The machine this happened on was a simple keepalived / nginx reverse proxy that also does ssl termination for my cluster of webservers. Because the keepalived failover to our secondary proxy we still had a working cluster, but every 10 hours was getting annoying.
I started investigating and noticed the "nginx: [warn] could not build optimal server_names_hash, you should increase either server_names_hash_max_size:" message.
Obviously that's what I fixed first. Not because I thought this would be the solution to my problem, just because it seemed good housekeeping to do so immediately.
But: This seems to have fixed my problem.
I have made no other configuration changes to the system, obviously there have been numerous reboots and it's a working production system taking unknown varying load from the internet that I cannot control.
The more frequent crashes recently could be explained by the fact that gradually more server{} configuration clauses have been added for ssl termination.
I am not running a huge number of server{} classes, 100 or so, with 2-8 server_names each. Some of them wildcard, most are exact host names.
server_names_hash_max_size was default (512?), I set it to 1024.
It scares me that an ignored warning could potentially crash an entire system.
Also I've read the documentation on hash_max_size and hash_bucket_size but I find it hard to grasp. Why couldn't nginx just allocate enough memory to hold the server_name's I've configured?

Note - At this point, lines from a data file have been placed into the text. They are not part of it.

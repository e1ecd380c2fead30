//! The error taxonomy that drives the subscription worker's reconnect policy.
//!
//! Every fallible operation in this crate returns [`SubscriptionWorkerError`]; the
//! [`crate::reconnect`] module is the only place that inspects variants to decide whether to
//! retry, redirect, or give up.

use std::fmt;

use thiserror::Error;

/// A boxed subscriber-provided error, kept type-erased since the subscriber callback is generic
/// over whatever error type the caller's document-materialization code produces.
pub type SubscriberError = Box<dyn std::error::Error + Send + Sync + 'static>;

#[derive(Debug, Error)]
#[non_exhaustive]
pub enum SubscriptionWorkerError {
    /// A transport-level failure: connecting, reading, or writing the socket.
    #[error("connection error: {0}")]
    Connection(#[from] std::io::Error),

    /// A TLS handshake or certificate-loading failure.
    #[error("TLS error: {0}")]
    Tls(#[from] tokio_rustls::rustls::TLSError),

    /// The stream produced a frame that doesn't fit the protocol's state machine: an
    /// unrecognized discriminator, or a `ConnectionStatus` where data was expected.
    #[error("protocol violation: {0}")]
    ProtocolViolation(String),

    /// A frame could not be parsed as JSON, or the handshake payload was malformed.
    #[error("malformed message: {0}")]
    Malformed(#[from] serde_json::Error),

    /// The stream ended before an `EndOfBatch` or before disposal was requested.
    #[error("stream ended unexpectedly")]
    StreamEnded,

    /// `TcpConnectionHeaderResponse.Status == AuthorizationFailed`, or a `ConnectionStatus` of
    /// kind `Invalid` coming back as an authorization rejection.
    #[error("authorization failed: {0}")]
    Authorization(String),

    /// The negotiated protocol version was out of range, non-positive, or otherwise left the
    /// connection unusable; also covers a `TcpVersionMismatch` with no fallback version.
    #[error("invalid operation: {0}")]
    InvalidOperation(String),

    /// `ConnectionStatus.status == Redirect`, carrying the server's preferred node when known.
    #[error("subscription does not belong to this node{}", appropriate_node.as_deref().map(|n| format!("; appropriate node is {n}")).unwrap_or_default())]
    SubscriptionDoesNotBelongToNode { appropriate_node: Option<String> },

    /// The server rejected an `Acknowledge` because its change vector was concurrently updated.
    #[error("the subscription's change vector was updated concurrently")]
    ChangeVectorUpdateConcurrency,

    /// `ConnectionStatus.status == InUse`, and the open strategy forbade taking over.
    #[error("subscription {name:?} is already in use")]
    SubscriptionInUse { name: String },

    /// `ConnectionStatus.status == NotFound`.
    #[error("subscription {name:?} does not exist")]
    SubscriptionDoesNotExist { name: String },

    /// `ConnectionStatus.status == Closed`.
    #[error("subscription {name:?} was closed by the server")]
    SubscriptionClosed { name: String },

    /// `ConnectionStatus.status == Invalid`, or the erroneous-window guard escalated.
    #[error("subscription {name:?} is in an invalid state: {reason}")]
    SubscriptionInvalidState { name: String, reason: String },

    /// The database named in the handshake does not exist on the node.
    #[error("database {0:?} does not exist")]
    DatabaseDoesNotExist(String),

    /// The topology client reports no reachable nodes remain.
    #[error("all topology nodes are down")]
    AllTopologyNodesDown,

    /// A registered `batch` listener's completion callback was invoked with an error, and
    /// `ignore_subscriber_errors` was false.
    #[error("subscriber callback failed: {0}")]
    Subscriber(#[source] SubscriberError),
}

impl SubscriptionWorkerError {
    pub(crate) fn protocol_violation(message: impl fmt::Display) -> Self {
        SubscriptionWorkerError::ProtocolViolation(message.to_string())
    }
}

The message from the kernel suggests you are facing either a hardware problem (likely bad RAM) or a kernel bug.
Changing
server_names_hash_max_sizeis expected to change memory allocation and use pattern, and this can result in the problem no longer being triggered. It is not a good idea to rely on this though, as the problem can easily reappear on other unrelated changes. You may want to start with a good memory test to see if it will be able to find something.